[Extracted material — start]

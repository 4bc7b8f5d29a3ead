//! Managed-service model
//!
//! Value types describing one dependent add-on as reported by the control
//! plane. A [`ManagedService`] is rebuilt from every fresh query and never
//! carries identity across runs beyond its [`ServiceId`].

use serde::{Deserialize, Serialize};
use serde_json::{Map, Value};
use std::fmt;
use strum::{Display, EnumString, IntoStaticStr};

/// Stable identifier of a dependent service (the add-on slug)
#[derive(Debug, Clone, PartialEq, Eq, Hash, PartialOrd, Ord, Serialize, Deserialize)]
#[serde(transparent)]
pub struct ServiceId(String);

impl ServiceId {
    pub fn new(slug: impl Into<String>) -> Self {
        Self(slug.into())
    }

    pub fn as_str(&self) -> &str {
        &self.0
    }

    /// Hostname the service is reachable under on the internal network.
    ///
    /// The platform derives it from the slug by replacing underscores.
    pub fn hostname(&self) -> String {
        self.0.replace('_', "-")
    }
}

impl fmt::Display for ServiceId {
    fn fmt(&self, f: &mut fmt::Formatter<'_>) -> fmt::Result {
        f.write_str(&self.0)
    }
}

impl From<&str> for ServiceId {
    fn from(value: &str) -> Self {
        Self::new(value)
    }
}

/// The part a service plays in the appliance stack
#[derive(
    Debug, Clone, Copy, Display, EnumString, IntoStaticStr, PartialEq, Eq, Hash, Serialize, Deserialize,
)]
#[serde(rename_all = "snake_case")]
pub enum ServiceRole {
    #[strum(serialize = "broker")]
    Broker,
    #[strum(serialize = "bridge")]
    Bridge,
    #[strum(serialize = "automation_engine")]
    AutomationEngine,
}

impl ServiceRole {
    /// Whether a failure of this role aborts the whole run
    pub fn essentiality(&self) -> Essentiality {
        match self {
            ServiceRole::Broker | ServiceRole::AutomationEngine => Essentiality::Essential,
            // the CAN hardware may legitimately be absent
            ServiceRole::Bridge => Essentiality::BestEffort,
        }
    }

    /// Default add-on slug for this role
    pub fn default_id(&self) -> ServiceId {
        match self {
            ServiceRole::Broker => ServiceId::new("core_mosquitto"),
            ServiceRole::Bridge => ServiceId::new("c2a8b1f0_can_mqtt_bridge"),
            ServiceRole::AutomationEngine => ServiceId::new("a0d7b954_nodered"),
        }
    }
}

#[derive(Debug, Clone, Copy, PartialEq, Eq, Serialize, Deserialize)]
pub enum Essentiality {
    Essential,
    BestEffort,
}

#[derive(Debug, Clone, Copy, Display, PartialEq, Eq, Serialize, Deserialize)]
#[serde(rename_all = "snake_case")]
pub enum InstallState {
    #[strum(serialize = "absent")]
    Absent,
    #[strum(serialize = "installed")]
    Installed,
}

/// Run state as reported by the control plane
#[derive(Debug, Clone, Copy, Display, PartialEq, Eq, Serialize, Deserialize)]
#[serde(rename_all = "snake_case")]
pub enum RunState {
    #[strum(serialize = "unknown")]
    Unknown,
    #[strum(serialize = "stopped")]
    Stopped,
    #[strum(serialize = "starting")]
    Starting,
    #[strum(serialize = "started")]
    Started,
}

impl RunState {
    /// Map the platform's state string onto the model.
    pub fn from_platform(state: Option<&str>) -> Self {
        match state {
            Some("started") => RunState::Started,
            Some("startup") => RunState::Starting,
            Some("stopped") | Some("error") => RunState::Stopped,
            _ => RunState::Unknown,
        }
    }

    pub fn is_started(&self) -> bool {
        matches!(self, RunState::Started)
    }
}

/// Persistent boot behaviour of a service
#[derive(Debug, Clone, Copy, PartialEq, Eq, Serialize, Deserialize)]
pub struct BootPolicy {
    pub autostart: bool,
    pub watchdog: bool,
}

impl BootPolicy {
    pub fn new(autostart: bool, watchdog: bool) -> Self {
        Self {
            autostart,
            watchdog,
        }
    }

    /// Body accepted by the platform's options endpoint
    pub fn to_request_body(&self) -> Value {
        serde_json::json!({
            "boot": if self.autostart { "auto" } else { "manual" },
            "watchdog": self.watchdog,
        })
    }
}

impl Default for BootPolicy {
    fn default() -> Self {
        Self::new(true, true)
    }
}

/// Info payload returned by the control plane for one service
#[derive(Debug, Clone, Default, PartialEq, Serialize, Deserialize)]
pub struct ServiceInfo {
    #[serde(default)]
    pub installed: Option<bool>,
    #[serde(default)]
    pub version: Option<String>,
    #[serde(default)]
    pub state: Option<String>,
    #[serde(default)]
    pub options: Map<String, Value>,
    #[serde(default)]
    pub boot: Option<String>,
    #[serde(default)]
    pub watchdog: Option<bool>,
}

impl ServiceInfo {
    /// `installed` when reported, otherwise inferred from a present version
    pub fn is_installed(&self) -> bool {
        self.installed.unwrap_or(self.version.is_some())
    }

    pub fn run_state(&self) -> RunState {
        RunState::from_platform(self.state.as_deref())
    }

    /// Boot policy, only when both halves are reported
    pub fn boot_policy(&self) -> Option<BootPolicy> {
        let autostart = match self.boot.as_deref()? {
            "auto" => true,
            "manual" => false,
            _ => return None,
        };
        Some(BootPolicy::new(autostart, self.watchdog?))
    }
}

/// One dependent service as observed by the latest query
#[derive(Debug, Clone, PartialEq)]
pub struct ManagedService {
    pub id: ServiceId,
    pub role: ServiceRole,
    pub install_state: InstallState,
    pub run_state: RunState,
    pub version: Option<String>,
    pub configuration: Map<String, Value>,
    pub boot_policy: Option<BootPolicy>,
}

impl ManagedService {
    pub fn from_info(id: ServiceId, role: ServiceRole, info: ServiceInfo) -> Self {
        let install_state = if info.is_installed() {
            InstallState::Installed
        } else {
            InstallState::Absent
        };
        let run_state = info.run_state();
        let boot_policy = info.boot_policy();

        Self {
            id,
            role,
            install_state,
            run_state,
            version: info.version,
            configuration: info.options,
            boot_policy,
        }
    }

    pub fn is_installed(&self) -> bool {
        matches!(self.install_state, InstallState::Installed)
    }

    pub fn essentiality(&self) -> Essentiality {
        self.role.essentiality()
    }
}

[Extracted material — finish]

__Directions__
Please give the number of lines in the data above where the word "query" appears, and nothing besides.

__Expected output__
2